15 January 2007

Lessons in .... SNMP trap handling, part 3

It has been some time since we last talked about SNMP trap handling, but there's been some major developments. Recall we use the perl module SNMP::Trapinfo to process a incoming trap. We think this works really well, but there was a major piece of functionality our customer wanted:


Complex calculation of whether a trap passes a test

And by complex, we mean complex. Here's an example trap:


dastardly.altinity.net
10.243.196.251
SNMPv2-MIB::sysUpTime.0 119:2:04:40.34
SNMPv2-MIB::snmpTrapOID.0 CERENT-454-MIB::remoteAlarmIndication
CERENT-454-MIB::cerent454NodeTime.0 20060814114937D
CERENT-454-MIB::cerent454AlarmState.9216.remoteAlarmIndication notAlarmedNonServiceAffecting
CERENT-454-MIB::cerent454AlarmObjectType.9216.remoteAlarmIndication ds1
CERENT-454-MIB::cerent454AlarmObjectIndex.9216.remoteAlarmIndication 9216
CERENT-454-MIB::cerent454AlarmSlotNumber.9216.remoteAlarmIndication 2
CERENT-454-MIB::cerent454AlarmPortNumber.9216.remoteAlarmIndication port36
CERENT-454-MIB::cerent454AlarmLineNumber.9216.remoteAlarmIndication 0
CERENT-454-MIB::cerent454AlarmObjectName.9216.remoteAlarmIndication DS1-2-36-7
SNMP-COMMUNITY-MIB::snmpTrapAddress.0 216.243.196.251

Our customer wanted to be able to say: "Give me a critical alert if cerent454AlarmState.9216.remoteAlarmIndication is not 'cleared' and the cerent454AlarmSlotNumber is greater than 5". Well, this was impossible with our previous setup. I still don't know why it is called Simple Network Management Protocol...

We sat down to think about this and then realised we probably need an arbitrary way of calculating an SNMP trap, but the last thing we wanted to do was write a syntax parser. That would involve a whole new language, all the parsing work involved, etc, etc. This would take months of work!

Looking for inspiration, we realised OpenNMS has claimed this type of functionality. We downloaded a copy and tried to install it, but hit loads of pre-requisites. We're very lazy - we should evaluate other technologies, but if it is too much of a pain to install, then we'll give up right away!

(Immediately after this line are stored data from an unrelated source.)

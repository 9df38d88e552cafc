//! # Attendee Entity
//!
//! A person who may register for events.

use crate::domain::errors::{DomainResult, require_text};
use crate::domain::value_objects::{AttendeeId, Email};
use serde::{Deserialize, Serialize};

/// The writable fields of an attendee.
#[derive(Debug, Clone, PartialEq, Eq, Serialize, Deserialize)]
pub struct AttendeeDetails {
    first_name: String,
    last_name: String,
    email: Email,
}

impl AttendeeDetails {
    /// Validates and builds attendee fields.
    ///
    /// # Errors
    ///
    /// Returns a [`DomainError`](crate::domain::errors::DomainError) if a
    /// name is blank or the email is malformed.
    pub fn new(first_name: &str, last_name: &str, email: &str) -> DomainResult<Self> {
        Ok(Self {
            first_name: require_text("fName", first_name)?,
            last_name: require_text("lName", last_name)?,
            email: Email::parse(email)?,
        })
    }

    /// Given name.
    #[must_use]
    pub fn first_name(&self) -> &str {
        &self.first_name
    }

    /// Family name.
    #[must_use]
    pub fn last_name(&self) -> &str {
        &self.last_name
    }

    /// Contact address.
    #[must_use]
    pub fn email(&self) -> &Email {
        &self.email
    }

    /// Display name, `"{first} {last}"`.
    ///
    /// # Examples
    ///
    /// ```
    /// use event_manager::domain::entities::AttendeeDetails;
    ///
    /// let details = AttendeeDetails::new("A.", "Lee", "a.lee@example.com").unwrap();
    /// assert_eq!(details.full_name(), "A. Lee");
    /// ```
    #[must_use]
    pub fn full_name(&self) -> String {
        format!("{} {}", self.first_name, self.last_name)
    }
}

/// A persisted attendee.
#[derive(Debug, Clone, PartialEq, Eq, Serialize, Deserialize)]
pub struct Attendee {
    /// Store-assigned identifier.
    pub id: AttendeeId,
    /// Current field values.
    pub details: AttendeeDetails,
}

impl Attendee {
    /// Creates an attendee from its identifier and fields.
    #[must_use]
    pub fn new(id: AttendeeId, details: AttendeeDetails) -> Self {
        Self { id, details }
    }
}
//! # Event Manager
//!
//! REST service for running events: venues host events, speakers are
//! assigned to events, and attendees register for them.
//!
//! Registrations go through a validator that checks the event exists, then
//! the attendee, then that the pair is not already registered. The store's
//! key and reference constraints back every check, so concurrent requests
//! for the same pair insert at most once.
//!
//! # Architecture
//!
//! ```text
//! api::rest          axum handlers, wire DTOs, error mapping
//!     │
//! application        RegistrationService, CatalogService
//!     │
//! domain             entities, value objects, validation
//!     │
//! infrastructure     repository traits, PostgreSQL and in-memory stores
//! ```
//!
//! # Examples
//!
//! ```
//! use event_manager::application::services::RegistrationService;
//! use event_manager::domain::entities::RegistrationRejection;
//! use event_manager::domain::value_objects::{AttendeeId, EventId, RegistrationKey};
//! use event_manager::infrastructure::persistence::in_memory::InMemoryStore;
//!
//! # tokio_test::block_on(async {
//! let service = RegistrationService::from_repositories(&InMemoryStore::new().repositories());
//! let key = RegistrationKey::new(EventId::new(1), AttendeeId::new(7));
//!
//! let err = service.register(key).await.unwrap_err();
//! assert_eq!(err.rejection(), Some(RegistrationRejection::InvalidEvent));
//! # });
//! ```

pub mod api;
pub mod application;
pub mod config;
pub mod domain;
pub mod infrastructure;
pub mod server;
pub mod telemetry;
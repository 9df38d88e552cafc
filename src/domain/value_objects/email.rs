//! # Email Value Object
//!
//! A lightly validated email address.
//!
//! Validation is structural only: exactly one `@`, a non-empty local part,
//! a non-empty domain, and no whitespace. Deliverability is not checked.
//!
//! # Examples
//!
//! ```
//! use event_manager::domain::value_objects::Email;
//!
//! let email = Email::parse("a.lee@example.com").unwrap();
//! assert_eq!(email.as_str(), "a.lee@example.com");
//!
//! assert!(Email::parse("not-an-email").is_err());
//! ```

use crate::domain::errors::{DomainError, DomainResult};
use serde::{Deserialize, Serialize};
use std::fmt;

/// An email address that passed structural validation.
#[derive(Debug, Clone, PartialEq, Eq, Hash, Serialize, Deserialize)]
#[serde(try_from = "String", into = "String")]
pub struct Email(String);

impl Email {
    /// Parses and validates an email address.
    ///
    /// Surrounding whitespace is trimmed before validation.
    ///
    /// # Errors
    ///
    /// Returns [`DomainError::InvalidEmail`] if the address is malformed.
    pub fn parse(raw: &str) -> DomainResult<Self> {
        let trimmed = raw.trim();
        let mut parts = trimmed.split('@');
        let valid = match (parts.next(), parts.next(), parts.next()) {
            (Some(local), Some(domain), None) => {
                !local.is_empty()
                    && !domain.is_empty()
                    && !trimmed.chars().any(char::is_whitespace)
            }
            _ => false,
        };

        if valid {
            Ok(Self(trimmed.to_string()))
        } else {
            Err(DomainError::invalid_email(raw))
        }
    }

    /// Returns the address as a string slice.
    #[must_use]
    pub fn as_str(&self) -> &str {
        &self.0
    }
}

impl fmt::Display for Email {
    fn fmt(&self, f: &mut fmt::Formatter<'_>) -> fmt::Result {
        f.write_str(&self.0)
    }
}

impl TryFrom<String> for Email {
    type Error = DomainError;

    fn try_from(value: String) -> Result<Self, Self::Error> {
        Self::parse(&value)
    }
}

impl From<Email> for String {
    fn from(email: Email) -> Self {
        email.0
    }
}
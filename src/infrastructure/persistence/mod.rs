//! # Persistence Layer
//!
//! Repository ports and their implementations.
//!
//! ## Repository Traits (Ports)
//!
//! - [`VenueRepository`]: Persistence for venues
//! - [`EventRepository`]: Persistence for events
//! - [`SpeakerRepository`]: Persistence for speakers
//! - [`AttendeeRepository`]: Persistence for attendees
//! - [`RegistrationRepository`]: Persistence for the Event↔Attendee association
//! - [`StoreProbe`]: Store round trip for diagnostics
//!
//! ## Implementations
//!
//! - `in_memory`: In-memory implementations for testing
//! - `postgres`: PostgreSQL implementations

pub mod in_memory;
pub mod postgres;
pub mod traits;

pub use traits::{
    AttendeeRepository, EventRepository, RegistrationRepository, RepositoryError,
    RepositoryResult, SpeakerRepository, StoreProbe, VenueRepository,
};

use std::sync::Arc;

/// One handle per repository, all over the same store.
///
/// Built by [`in_memory::InMemoryStore::repositories`] or
/// [`postgres::Database::repositories`].
#[derive(Debug, Clone)]
pub struct Repositories {
    /// Venue repository.
    pub venues: Arc<dyn VenueRepository>,
    /// Event repository.
    pub events: Arc<dyn EventRepository>,
    /// Speaker repository.
    pub speakers: Arc<dyn SpeakerRepository>,
    /// Attendee repository.
    pub attendees: Arc<dyn AttendeeRepository>,
    /// Registration repository.
    pub registrations: Arc<dyn RegistrationRepository>,
    /// Store round trip.
    pub probe: Arc<dyn StoreProbe>,
}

Undeterred, we went for the next best thing - their documentation! Searching around, we found the section on evaluating traps. It appears that OpenNMS have a table called events, which is a list of all the things that happened. Then there are various filters which evaluate against those events to work out whether something needs to be alerted on. SNMP traps are converted into this event format and dropped into that table.

(As an aside, Nagios holds no such processing logic. All that complicated processing is handled by the plugins. Nagios only cares about the result. This is a feature :) )

It then dawned on us the beauty part of OpenNMS' design: rules are expressed as SQL statements.

Let me repeat that again: rules are just SQL statements. If the SQL evaluates to 1, then an alert is raised, otherwise ignored. Fantastic! This does away with all the "design your own syntax" work, with a clear, recognised language! No duplication of work!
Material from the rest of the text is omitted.